At one point, U.S. Rep. Debbie Wasserman Schultz (D-FL) introduced a motion to essentially remove Kennedy from the proceeding due to his alleged violation of congressional rules against defamatory and degrading testimony.

In the end, the Republican-led House Judiciary Subcommittee on the Weaponization of the Federal Government voted down the measure.

Kennedy expressed an assessment of the situation that was echoed by many in the GOP, insisting: “This is an attempt to censor a censorship hearing.”

One of his Republican presidential primary counterparts spoke out to defend him during a Fox News Channel interview on Thursday.

Describing Kennedy as a maverick with a “willingness to speak truths” that his own party would prefer not to hear, Vivek Ramaswamy called out the Democratic Party in no uncertain terms.

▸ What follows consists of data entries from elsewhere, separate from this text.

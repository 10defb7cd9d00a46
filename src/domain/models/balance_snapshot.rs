use chrono::{DateTime, Utc};
use serde::{Deserialize, Serialize};

/// Periodic snapshot of a subscriber's account balance on one exchange,
/// used to derive position sizing and the daily-loss-cutoff guardrail
/// (spec §4.4 step 3, §4.7).
#[derive(Debug, Clone, Serialize, Deserialize)]
pub struct BalanceSnapshot {
    pub subscriber_id: String,
    pub exchange_id: String,
    pub taken_at: DateTime<Utc>,
    pub equity: f64,
    pub day_start_equity: f64,
}

impl BalanceSnapshot {
    /// Realized + unrealized drawdown since the start of the current UTC day,
    /// as a positive percentage when equity is down.
    pub fn day_drawdown_percent(&self) -> f64 {
        if self.day_start_equity <= 0.0 {
            return 0.0;
        }
        ((self.day_start_equity - self.equity) / self.day_start_equity) * 100.0
    }
}
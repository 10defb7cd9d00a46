use axum::http::StatusCode;

/// `GET /healthz`. Liveness only — no dependency checks, so a database
/// hiccup doesn't flap the process out of a load balancer's rotation.
pub async fn healthz() -> StatusCode {
    StatusCode::OK
}
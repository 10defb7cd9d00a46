use anyhow::Result;
use std::net::SocketAddr;
use std::sync::Arc;

use crate::adapters::inbound::http::{create_router, AppState, IpRateLimiter};
use crate::bootstrap::{services::ServiceRegistry, Application};

pub async fn setup(config: crate::config::Config, registry: ServiceRegistry) -> Result<Application> {
    let server_address = config.server_address();
    tracing::info!(address = %server_address, "server will listen");

    let allowed_origins = config.allowed_origins();
    let cors_disabled = config.cors.disable;
    let webhook_rate_limiter = Arc::new(IpRateLimiter::new(config.webhook.burst_limit_per_minute));

    let app_state = AppState { signal_intake: registry.signal_intake, allowed_origins: allowed_origins.clone(), cors_disabled, webhook_rate_limiter };

    if cors_disabled {
        tracing::warn!("CORS is disabled - all origins will be allowed");
    } else {
        tracing::info!(origins = ?allowed_origins, "API state created with CORS origins");
    }

    tracing::info!("building API router");
    let router = create_router(app_state);

    let socket_addr: SocketAddr =
        server_address.parse().map_err(|e| anyhow::anyhow!("invalid bind address '{}': {}", server_address, e))?;

    Ok(Application {
        router,
        bind_address: server_address,
        socket_addr,
        db: registry.db,
        job_worker_pool: registry.job_worker_pool,
        supervisor_task: registry.supervisor_task,
    })
}
use std::collections::HashMap;
use std::sync::{Arc, Mutex};

use tokio::sync::OwnedMutexGuard;

use crate::domain::models::PositionKey;

/// Per-position logical lock, spec §5: "all supervisor actions on that
/// position are serialized by a per-position logical lock". Implemented as
/// a registry of keyed async mutexes rather than a database row lock, since
/// actions on a position span multiple exchange calls and must not hold a
/// database transaction open across them.
#[derive(Default)]
pub struct PositionLockRegistry {
    locks: Mutex<HashMap<PositionKey, Arc<tokio::sync::Mutex<()>>>>,
}

impl PositionLockRegistry {
    pub fn new() -> Self {
        Self::default()
    }

    fn get_or_create(&self, key: &PositionKey) -> Arc<tokio::sync::Mutex<()>> {
        let mut locks = self.locks.lock().expect("position lock registry poisoned");
        locks.entry(key.clone()).or_insert_with(|| Arc::new(tokio::sync::Mutex::new(()))).clone()
    }

    /// Acquires the lock for `key`, holding it until the returned guard
    /// drops. Stale entries are never evicted explicitly; the registry grows
    /// with the number of distinct positions ever touched, which is bounded
    /// by subscriber count times symbol count, not by tick count.
    pub async fn lock(&self, key: &PositionKey) -> OwnedMutexGuard<()> {
        let mutex = self.get_or_create(key);
        mutex.lock_owned().await
    }
}
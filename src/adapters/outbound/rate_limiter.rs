use std::collections::HashMap;
use std::sync::Mutex;
use std::time::Instant;

use async_trait::async_trait;
use tracing::debug;

use crate::config::ExchangeConfig;
use crate::ports::RateLimiter;

/// One bucket per `(exchange_id, credential_id)`, refilled continuously at
/// `refill_per_sec` up to `capacity`. Grounded on the teacher's
/// atomic-counter weight tracker (`binance/rate_limit.rs`), generalized here
/// into a waiting token bucket since every `ExchangeAdapter` call must block
/// until it is safe to send rather than merely report whether it would be
/// (spec §4.6).
struct Bucket {
    tokens: f64,
    capacity: f64,
    refill_per_sec: f64,
    last_refill: Instant,
}

impl Bucket {
    fn new(capacity: u32, refill_per_sec: u32) -> Self {
        Bucket { tokens: capacity as f64, capacity: capacity as f64, refill_per_sec: refill_per_sec as f64, last_refill: Instant::now() }
    }

    fn refill(&mut self) {
        let now = Instant::now();
        let elapsed = now.duration_since(self.last_refill).as_secs_f64();
        self.tokens = (self.tokens + elapsed * self.refill_per_sec).min(self.capacity);
        self.last_refill = now;
    }
}

pub struct TokenBucketRateLimiter {
    buckets: Mutex<HashMap<String, Bucket>>,
    exchanges: HashMap<String, ExchangeConfig>,
}

impl TokenBucketRateLimiter {
    pub fn new(exchanges: HashMap<String, ExchangeConfig>) -> Self {
        TokenBucketRateLimiter { buckets: Mutex::new(HashMap::new()), exchanges }
    }

    fn config_for(&self, exchange_id: &str) -> (u32, u32) {
        match self.exchanges.get(exchange_id) {
            Some(cfg) => (cfg.rate_limit_capacity, cfg.rate_limit_refill_per_sec),
            None => (40, 10),
        }
    }
}

#[async_trait]
impl RateLimiter for TokenBucketRateLimiter {
    async fn acquire(&self, exchange_id: &str, credential_id: &str, weight: u32) {
        let key = format!("{exchange_id}/{credential_id}");
        loop {
            let wait = {
                let mut buckets = self.buckets.lock().unwrap();
                let (capacity, refill) = self.config_for(exchange_id);
                let bucket = buckets.entry(key.clone()).or_insert_with(|| Bucket::new(capacity, refill));
                bucket.refill();
                if bucket.tokens >= weight as f64 {
                    bucket.tokens -= weight as f64;
                    None
                } else {
                    let deficit = weight as f64 - bucket.tokens;
                    let seconds = if bucket.refill_per_sec > 0.0 { deficit / bucket.refill_per_sec } else { 1.0 };
                    Some(std::time::Duration::from_secs_f64(seconds.max(0.01)))
                }
            };
            match wait {
                None => return,
                Some(duration) => {
                    debug!(exchange_id, credential_id, weight, wait_ms = duration.as_millis() as u64, "rate limit acquire is waiting for tokens");
                    tokio::time::sleep(duration).await;
                }
            }
        }
    }
}
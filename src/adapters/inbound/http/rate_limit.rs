//! Per-source-IP sliding-window limiter for the webhook endpoint, grounded
//! on `omo-protocol-defi-flow`'s `api/rate_limit.rs` (a per-user sliding
//! window over a `VecDeque<Instant>`), keyed here by client IP instead of
//! an authenticated user id. See spec §4.1/§6.

use std::collections::{HashMap, VecDeque};
use std::time::{Duration, Instant};

use tokio::sync::Mutex;

pub struct IpRateLimiter {
    requests: Mutex<HashMap<String, VecDeque<Instant>>>,
    max_requests: usize,
    window: Duration,
}

impl IpRateLimiter {
    pub fn new(max_requests_per_minute: u32) -> Self {
        Self { requests: Mutex::new(HashMap::new()), max_requests: max_requests_per_minute as usize, window: Duration::from_secs(60) }
    }

    /// Returns `Ok(())` if `source` is under its burst limit, otherwise
    /// `Err(retry_after_secs)`.
    pub async fn check(&self, source: &str) -> Result<(), u64> {
        let mut map = self.requests.lock().await;
        let now = Instant::now();
        let entry = map.entry(source.to_string()).or_default();

        while entry.front().is_some_and(|t| now.duration_since(*t) > self.window) {
            entry.pop_front();
        }

        if entry.len() >= self.max_requests {
            let oldest = *entry.front().unwrap();
            let retry_after = self.window.as_secs().saturating_sub(now.duration_since(oldest).as_secs());
            return Err(retry_after.max(1));
        }

        entry.push_back(now);
        Ok(())
    }
}

#[cfg(test)]
mod tests {
    use super::*;

    #[tokio::test]
    async fn allows_up_to_the_configured_burst() {
        let limiter = IpRateLimiter::new(2);
        assert!(limiter.check("1.2.3.4").await.is_ok());
        assert!(limiter.check("1.2.3.4").await.is_ok());
        assert!(limiter.check("1.2.3.4").await.is_err());
    }

    #[tokio::test]
    async fn tracks_each_source_independently() {
        let limiter = IpRateLimiter::new(1);
        assert!(limiter.check("1.1.1.1").await.is_ok());
        assert!(limiter.check("2.2.2.2").await.is_ok());
    }
}
//! Validates a parsed PoC document before execution: DSL version, non-empty
//! phases, unique context-entry IDs, and exactly-one-kind-per-step.
//!
//! Validation happens once, up front — the orchestrator assumes a
//! validated document and does not re-check any of this.

use crate::protocol::{ContextDeclaration, Poc, StepDef, SUPPORTED_DSL_VERSION};
use std::collections::HashSet;
use thiserror::Error;

#[derive(Debug, Error, PartialEq, Eq)]
pub enum ValidationError {
    #[error("unsupported dsl_version '{0}', this runner supports '{1}'")]
    UnsupportedDslVersion(String, String),
    #[error("exploit_scenario.steps must not be empty")]
    EmptyScenarioSteps,
    #[error("assertions must not be empty")]
    EmptyAssertions,
    #[error("step has {0} of action/check/loop set, expected exactly 1: {1}")]
    AmbiguousStepKind(usize, String),
    #[error("step has an empty dsl description")]
    EmptyStepDsl,
    #[error("duplicate context id '{0}'")]
    DuplicateContextId(String),
    #[error("file entry '{0}' has an empty local_path")]
    EmptyFileLocalPath(String),
    #[error("loop step's `over` expression must not be empty")]
    EmptyLoopOver,
    #[error("loop step's `variable_name` must not be empty")]
    EmptyLoopVariableName,
}

pub fn validate_poc(poc: &Poc) -> Result<(), Vec<ValidationError>> {
    let mut errors = Vec::new();

    if poc.metadata.dsl_version != SUPPORTED_DSL_VERSION {
        errors.push(ValidationError::UnsupportedDslVersion(
            poc.metadata.dsl_version.clone(),
            SUPPORTED_DSL_VERSION.to_string(),
        ));
    }

    if poc.exploit_scenario.steps.is_empty() {
        errors.push(ValidationError::EmptyScenarioSteps);
    }

    if poc.assertions.is_empty() {
        errors.push(ValidationError::EmptyAssertions);
    }

    validate_context_ids(&poc.context, &mut errors);

    for steps in [
        &poc.setup,
        &poc.exploit_scenario.setup,
        &poc.exploit_scenario.steps,
        &poc.exploit_scenario.teardown,
        &poc.assertions,
        &poc.verification,
    ] {
        validate_steps(steps, &mut errors);
    }

    if errors.is_empty() {
        Ok(())
    } else {
        Err(errors)
    }
}

fn validate_context_ids(context: &ContextDeclaration, errors: &mut Vec<ValidationError>) {
    let mut seen = HashSet::new();
    let ids = context
        .users
        .iter()
        .map(|u| &u.id)
        .chain(context.resources.iter().map(|r| &r.id))
        .chain(context.environment.iter().map(|e| &e.id))
        .chain(context.files.iter().map(|f| &f.id))
        .chain(context.variables.iter().map(|v| &v.id));

    for id in ids {
        if !seen.insert(id.clone()) {
            errors.push(ValidationError::DuplicateContextId(id.clone()));
        }
    }

    for file in &context.files {
        if file.local_path.trim().is_empty() {
            errors.push(ValidationError::EmptyFileLocalPath(file.id.clone()));
        }
    }
}

fn validate_steps(steps: &[StepDef], errors: &mut Vec<ValidationError>) {
    for step in steps {
        if step.dsl.trim().is_empty() {
            errors.push(ValidationError::EmptyStepDsl);
        }

        let kind_count = step.kind_count();
        if kind_count != 1 {
            errors.push(ValidationError::AmbiguousStepKind(kind_count, step.dsl.clone()));
        }

        if let Some(loop_def) = &step.loop_ {
            if loop_def.over.trim().is_empty() {
                errors.push(ValidationError::EmptyLoopOver);
            }
            if loop_def.variable_name.trim().is_empty() {
                errors.push(ValidationError::EmptyLoopVariableName);
            }
            validate_steps(&loop_def.steps, errors);
        }
    }
}

/// Counts every step across every phase, including nested loop bodies, for
/// the size-limit check run alongside validation.
pub fn count_steps(poc: &Poc) -> usize {
    fn count(steps: &[StepDef]) -> usize {
        steps
            .iter()
            .map(|s| 1 + s.loop_.as_ref().map(|l| count(&l.steps)).unwrap_or(0))
            .sum()
    }
    count(&poc.setup)
        + count(&poc.exploit_scenario.setup)
        + count(&poc.exploit_scenario.steps)
        + count(&poc.exploit_scenario.teardown)
        + count(&poc.assertions)
        + count(&poc.verification)
}

/// Sums each action/check step's configured retry budget, for the
/// total-retry-budget check run alongside validation.
pub fn count_total_retries(poc: &Poc) -> u32 {
    fn retries_of(params: &serde_json::Value, field: &str) -> u32 {
        params.get(field).and_then(serde_json::Value::as_u64).unwrap_or(0) as u32
    }
    fn count(steps: &[StepDef]) -> u32 {
        steps
            .iter()
            .map(|s| {
                let own = s
                    .action
                    .as_ref()
                    .map(|a| retries_of(&a.params, "retries"))
                    .or_else(|| s.check.as_ref().map(|c| retries_of(&c.params, "max_attempts")))
                    .unwrap_or(0);
                let nested = s.loop_.as_ref().map(|l| count(&l.steps)).unwrap_or(0);
                own + nested
            })
            .sum()
    }
    count(&poc.setup)
        + count(&poc.exploit_scenario.setup)
        + count(&poc.exploit_scenario.steps)
        + count(&poc.exploit_scenario.teardown)
        + count(&poc.assertions)
        + count(&poc.verification)
}

#[cfg(test)]
mod tests {
    use super::*;
    use crate::protocol::{ActionDef, ExploitScenario, Metadata};
    use serde_json::json;

    fn action_step(dsl: &str) -> StepDef {
        StepDef {
            dsl: dsl.to_string(),
            condition: None,
            manual: false,
            step: None,
            action: Some(ActionDef {
                action_type: "wait".to_string(),
                params: json!({"timeout": "1ms"}),
            }),
            check: None,
            loop_: None,
        }
    }

    fn minimal_poc() -> Poc {
        Poc {
            metadata: Metadata {
                id: "poc-1".to_string(),
                title: "t".to_string(),
                dsl_version: SUPPORTED_DSL_VERSION.to_string(),
                severity: None,
                tags: vec![],
                cwe: None,
                target_app: None,
            },
            context: Default::default(),
            setup: vec![],
            exploit_scenario: ExploitScenario {
                name: None,
                setup: vec![],
                steps: vec![action_step("do a thing")],
                teardown: vec![],
            },
            assertions: vec![action_step("assert a thing")],
            verification: vec![],
        }
    }

    #[test]
    fn a_minimal_valid_poc_passes() {
        assert!(validate_poc(&minimal_poc()).is_ok());
    }

    #[test]
    fn rejects_an_unsupported_dsl_version() {
        let mut poc = minimal_poc();
        poc.metadata.dsl_version = "2.0".to_string();
        let errors = validate_poc(&poc).unwrap_err();
        assert!(matches!(errors[0], ValidationError::UnsupportedDslVersion(..)));
    }

    #[test]
    fn rejects_an_empty_scenario() {
        let mut poc = minimal_poc();
        poc.exploit_scenario.steps.clear();
        let errors = validate_poc(&poc).unwrap_err();
        assert!(errors.contains(&ValidationError::EmptyScenarioSteps));
    }

    #[test]
    fn rejects_empty_assertions() {
        let mut poc = minimal_poc();
        poc.assertions.clear();
        let errors = validate_poc(&poc).unwrap_err();
        assert!(errors.contains(&ValidationError::EmptyAssertions));
    }

    #[test]
    fn rejects_a_step_with_no_kind() {
        let mut poc = minimal_poc();
        poc.exploit_scenario.steps[0].action = None;
        let errors = validate_poc(&poc).unwrap_err();
        assert!(matches!(errors[0], ValidationError::AmbiguousStepKind(0, _)));
    }

    #[test]
    fn rejects_a_step_with_both_action_and_check() {
        use crate::protocol::CheckDef;
        let mut poc = minimal_poc();
        poc.exploit_scenario.steps[0].check = Some(CheckDef {
            check_type: "variable_equals".to_string(),
            params: json!({"path": "x", "value": 1}),
        });
        let errors = validate_poc(&poc).unwrap_err();
        assert!(matches!(errors[0], ValidationError::AmbiguousStepKind(2, _)));
    }

    #[test]
    fn rejects_duplicate_context_ids_across_categories() {
        use crate::protocol::{EnvironmentDecl, UserDecl};
        let mut poc = minimal_poc();
        poc.context.users.push(UserDecl {
            id: "shared".to_string(),
            description: None,
            credentials_ref: None,
            credentials: None,
        });
        poc.context.environment.push(EnvironmentDecl {
            id: "shared".to_string(),
            value: json!("x"),
        });
        let errors = validate_poc(&poc).unwrap_err();
        assert!(errors.contains(&ValidationError::DuplicateContextId("shared".to_string())));
    }

    #[test]
    fn count_steps_includes_nested_loop_bodies() {
        use crate::protocol::LoopDef;
        let mut poc = minimal_poc();
        poc.exploit_scenario.steps.push(StepDef {
            dsl: "loop".to_string(),
            condition: None,
            manual: false,
            step: None,
            action: None,
            check: None,
            loop_: Some(LoopDef {
                over: "variables.items.value".to_string(),
                variable_name: "item".to_string(),
                steps: vec![action_step("inner a"), action_step("inner b")],
            }),
        });
        assert_eq!(count_steps(&poc), 5);
    }
}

“They prefer compliant puppets of the managerial class like Joe Biden, like John Fetterman, as you noted, to somebody that’s actually going to challenge their orthodoxy,” he said.

Following the contentious hearing on Capitol Hill the previous day, Ramaswamy said he gave Kennedy a phone call during which he urged the Democrat to continue publicly addressing the issues he believes are important for Americans to hear.

“That’s what I’m doing in the Republican primary as well,” he added. “And I think our country is going to be at its best when both the Democratic Party and the Republican Party are the best versions of themselves.”

Kennedy’s most outspoken critics typically castigate his supposedly anti-vaccine agenda, but he addressed his skepticism during this week’s hearing — in part by citing statistics that contradict the claims of those who heavily promoted the COVID-19 vaccine.

“We have 4.2% of the global population and 16% of global COVID deaths,” he said, noting that the death rate was significantly lower in many poor countries with a far lower vaccination rate.